• [EXERCISE OBJECTIVE]: Could you copy all of the records below exactly as they appear?

• [STUDY MATERIAL]:
━━━
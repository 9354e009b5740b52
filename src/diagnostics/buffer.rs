// SPDX-License-Identifier: MPL-2.0
//! Fixed-size storage for the diagnostics log.

use crate::config::{
    DEFAULT_DIAGNOSTICS_BUFFER_CAPACITY, MAX_DIAGNOSTICS_BUFFER_CAPACITY,
    MIN_DIAGNOSTICS_BUFFER_CAPACITY,
};
use std::collections::VecDeque;

/// Number of events kept by the diagnostics buffer (10–10 000).
#[derive(Debug, Clone, Copy, PartialEq, Eq)]
pub struct BufferCapacity(usize);

impl BufferCapacity {
    /// Creates a new capacity, clamping to the valid range.
    #[must_use]
    pub fn new(value: usize) -> Self {
        Self(value.clamp(
            MIN_DIAGNOSTICS_BUFFER_CAPACITY,
            MAX_DIAGNOSTICS_BUFFER_CAPACITY,
        ))
    }

    #[must_use]
    pub fn value(self) -> usize {
        self.0
    }
}

impl Default for BufferCapacity {
    fn default() -> Self {
        Self(DEFAULT_DIAGNOSTICS_BUFFER_CAPACITY)
    }
}

/// Bounded event log. Once full, each push drops the oldest entry.
///
/// ```
/// use overlay_player::diagnostics::CircularBuffer;
///
/// let mut log = CircularBuffer::with_raw_capacity(2);
/// log.push("mounted");
/// log.push("tap");
/// assert_eq!(log.push("auto-hide"), Some("mounted"));
/// assert_eq!(log.iter().copied().collect::<Vec<_>>(), ["tap", "auto-hide"]);
/// assert_eq!(log.evicted(), 1);
/// ```
#[derive(Debug, Clone)]
pub struct CircularBuffer<T> {
    entries: VecDeque<T>,
    limit: usize,
    evicted: u64,
}

impl<T> CircularBuffer<T> {
    #[must_use]
    pub fn new(capacity: BufferCapacity) -> Self {
        Self::with_raw_capacity(capacity.value())
    }

    /// Unvalidated limit, raised to 1. Handy for tiny test buffers.
    #[must_use]
    pub fn with_raw_capacity(limit: usize) -> Self {
        let limit = limit.max(1);
        Self {
            entries: VecDeque::with_capacity(limit),
            limit,
            evicted: 0,
        }
    }

    /// Appends `item`, returning the entry it pushed out, if any.
    pub fn push(&mut self, item: T) -> Option<T> {
        let dropped = if self.entries.len() == self.limit {
            self.evicted += 1;
            self.entries.pop_front()
        } else {
            None
        };
        self.entries.push_back(item);
        dropped
    }

    /// Oldest first.
    pub fn iter(&self) -> impl Iterator<Item = &T> {
        self.entries.iter()
    }

    #[must_use]
    pub fn len(&self) -> usize {
        self.entries.len()
    }

    #[must_use]
    pub fn is_empty(&self) -> bool {
        self.entries.is_empty()
    }

    #[must_use]
    pub fn capacity(&self) -> usize {
        self.limit
    }

    /// Entries pushed out since creation or the last [`clear`](Self::clear).
    #[must_use]
    pub fn evicted(&self) -> u64 {
        self.evicted
    }

    pub fn clear(&mut self) {
        self.entries.clear();
        self.evicted = 0;
    }
}
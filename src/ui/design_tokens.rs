// SPDX-License-Identifier: MPL-2.0
//! Design tokens for the overlay: colors, opacity levels, spacing and sizes.
//!
//! ```
//! use overlay_player::ui::design_tokens::{opacity, palette};
//! use iced::Color;
//!
//! let scrim = Color {
//!     a: opacity::SCRIM,
//!     ..palette::BLACK
//! };
//! assert!(scrim.a < 1.0);
//! ```

pub mod palette {
    use iced::Color;

    pub const BLACK: Color = Color::BLACK;
    pub const WHITE: Color = Color::WHITE;
    pub const GRAY_400: Color = Color::from_rgb(0.4, 0.4, 0.4);
    pub const ERROR_500: Color = Color::from_rgb(0.898, 0.224, 0.208);
}

pub mod opacity {
    pub const TRANSPARENT: f32 = 0.0;
    /// Dark layer behind the controls.
    pub const SCRIM: f32 = 0.45;
    pub const OPAQUE: f32 = 1.0;
}

/// 8px grid.
pub mod spacing {
    pub const XXS: f32 = 4.0;
    pub const XS: f32 = 8.0;
    pub const SM: f32 = 12.0;
    pub const MD: f32 = 16.0;
}

pub mod sizing {
    pub const ICON_SM: f32 = 16.0;
    pub const ICON_MD: f32 = 24.0;
    /// Center play/pause glyph.
    pub const ICON_XL: f32 = 48.0;

    pub const BUTTON_HEIGHT: f32 = 36.0;
    pub const TIME_LABEL_WIDTH: f32 = 48.0;
}

pub mod typography {
    pub const BODY: f32 = 14.0;
    pub const CAPTION: f32 = 12.0;
}

const _: () = {
    assert!(spacing::XS > spacing::XXS);
    assert!(spacing::SM > spacing::XS);
    assert!(spacing::MD > spacing::SM);

    assert!(opacity::TRANSPARENT == 0.0);
    assert!(opacity::OPAQUE == 1.0);
    assert!(opacity::SCRIM > 0.0 && opacity::SCRIM < 1.0);

    assert!(sizing::ICON_XL > sizing::ICON_MD);
    assert!(sizing::ICON_MD > sizing::ICON_SM);

    assert!(typography::BODY > typography::CAPTION);
};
━━━
• [WRITTEN RESPONSE]:
repository 9354e009b5740b52
filename src/diagnostics/buffer.rs
// SPDX-License-Identifier: MPL-2.0
//! Fixed-size storage for the diagnostics log.

use crate::config::{
    DEFAULT_DIAGNOSTICS_BUFFER_CAPACITY, MAX_DIAGNOSTICS_BUFFER_CAPACITY,
    MIN_DIAGNOSTICS_BUFFER_CAPACITY,
};
use std::collections::VecDeque;

/// Number of events kept by the diagnostics buffer (10–10 000).
#[derive(Debug, Clone, Copy, PartialEq, Eq)]
pub struct BufferCapacity(usize);

impl BufferCapacity {
    /// Creates a new capacity, clamping to the valid range.
    #[must_use]
    pub fn new(value: usize) -> Self {
        Self(value.clamp(
            MIN_DIAGNOSTICS_BUFFER_CAPACITY,
            MAX_DIAGNOSTICS_BUFFER_CAPACITY,
        ))
    }

    #[must_use]
    pub fn value(self) -> usize {
        self.0
    }
}

impl Default for BufferCapacity {
    fn default() -> Self {
        Self(DEFAULT_DIAGNOSTICS_BUFFER_CAPACITY)
    }
}

/// Bounded event log. Once full, each push drops the oldest entry.
///
/// ```
/// use overlay_player::diagnostics::CircularBuffer;
///
/// let mut log = CircularBuffer::with_raw_capacity(2);
/// log.push("mounted");
/// log.push("tap");
/// assert_eq!(log.push("auto-hide"), Some("mounted"));
/// assert_eq!(log.iter().copied().collect::<Vec<_>>(), ["tap", "auto-hide"]);
/// assert_eq!(log.evicted(), 1);
/// ```
#[derive(Debug, Clone)]
pub struct CircularBuffer<T> {
    entries: VecDeque<T>,
    limit: usize,
    evicted: u64,
}

impl<T> CircularBuffer<T> {
    #[must_use]
    pub fn new(capacity: BufferCapacity) -> Self {
        Self::with_raw_capacity(capacity.value())
    }

    /// Unvalidated limit, raised to 1. Handy for tiny test buffers.
    #[must_use]
    pub fn with_raw_capacity(limit: usize) -> Self {
        let limit = limit.max(1);
        Self {
            entries: VecDeque::with_capacity(limit),
            limit,
            evicted: 0,
        }
    }

    /// Appends `item`, returning the entry it pushed out, if any.
    pub fn push(&mut self, item: T) -> Option<T> {
        let dropped = if self.entries.len() == self.limit {
            self.evicted += 1;
            self.entries.pop_front()
        } else {
            None
        };
        self.entries.push_back(item);
        dropped
    }

    /// Oldest first.
    pub fn iter(&self) -> impl Iterator<Item = &T> {
        self.entries.iter()
    }

    #[must_use]
    pub fn len(&self) -> usize {
        self.entries.len()
    }

    #[must_use]
    pub fn is_empty(&self) -> bool {
        self.entries.is_empty()
    }

    #[must_use]
    pub fn capacity(&self) -> usize {
        self.limit
    }

    /// Entries pushed out since creation or the last [`clear`](Self::clear).
    #[must_use]
    pub fn evicted(&self) -> u64 {
        self.evicted
    }

    pub fn clear(&mut self) {
        self.entries.clear();
        self.evicted = 0;
    }
}
filename src/ui/design_tokens.rs
// SPDX-License-Identifier: MPL-2.0
//! Design tokens for the overlay: colors, opacity levels, spacing and sizes.
//!
//! ```
//! use overlay_player::ui::design_tokens::{opacity, palette};
//! use iced::Color;
//!
//! let scrim = Color {
//!     a: opacity::SCRIM,
//!     ..palette::BLACK
//! };
//! assert!(scrim.a < 1.0);
//! ```

pub mod palette {
    use iced::Color;

    pub const BLACK: Color = Color::BLACK;
    pub const WHITE: Color = Color::WHITE;
    pub const GRAY_400: Color = Color::from_rgb(0.4, 0.4, 0.4);
    pub const ERROR_500: Color = Color::from_rgb(0.898, 0.224, 0.208);
}

pub mod opacity {
    pub const TRANSPARENT: f32 = 0.0;
    /// Dark layer behind the controls.
    pub const SCRIM: f32 = 0.45;
    pub const OPAQUE: f32 = 1.0;
}

/// 8px grid.
pub mod spacing {
    pub const XXS: f32 = 4.0;
    pub const XS: f32 = 8.0;
    pub const SM: f32 = 12.0;
    pub const MD: f32 = 16.0;
}

pub mod sizing {
    pub const ICON_SM: f32 = 16.0;
    pub const ICON_MD: f32 = 24.0;
    /// Center play/pause glyph.
    pub const ICON_XL: f32 = 48.0;

    pub const BUTTON_HEIGHT: f32 = 36.0;
    pub const TIME_LABEL_WIDTH: f32 = 48.0;
}

pub mod typography {
    pub const BODY: f32 = 14.0;
    pub const CAPTION: f32 = 12.0;
}

const _: () = {
    assert!(spacing::XS > spacing::XXS);
    assert!(spacing::SM > spacing::XS);
    assert!(spacing::MD > spacing::SM);

    assert!(opacity::TRANSPARENT == 0.0);
    assert!(opacity::OPAQUE == 1.0);
    assert!(opacity::SCRIM > 0.0 && opacity::SCRIM < 1.0);

    assert!(sizing::ICON_XL > sizing::ICON_MD);
    assert!(sizing::ICON_MD > sizing::ICON_SM);

    assert!(typography::BODY > typography::CAPTION);
};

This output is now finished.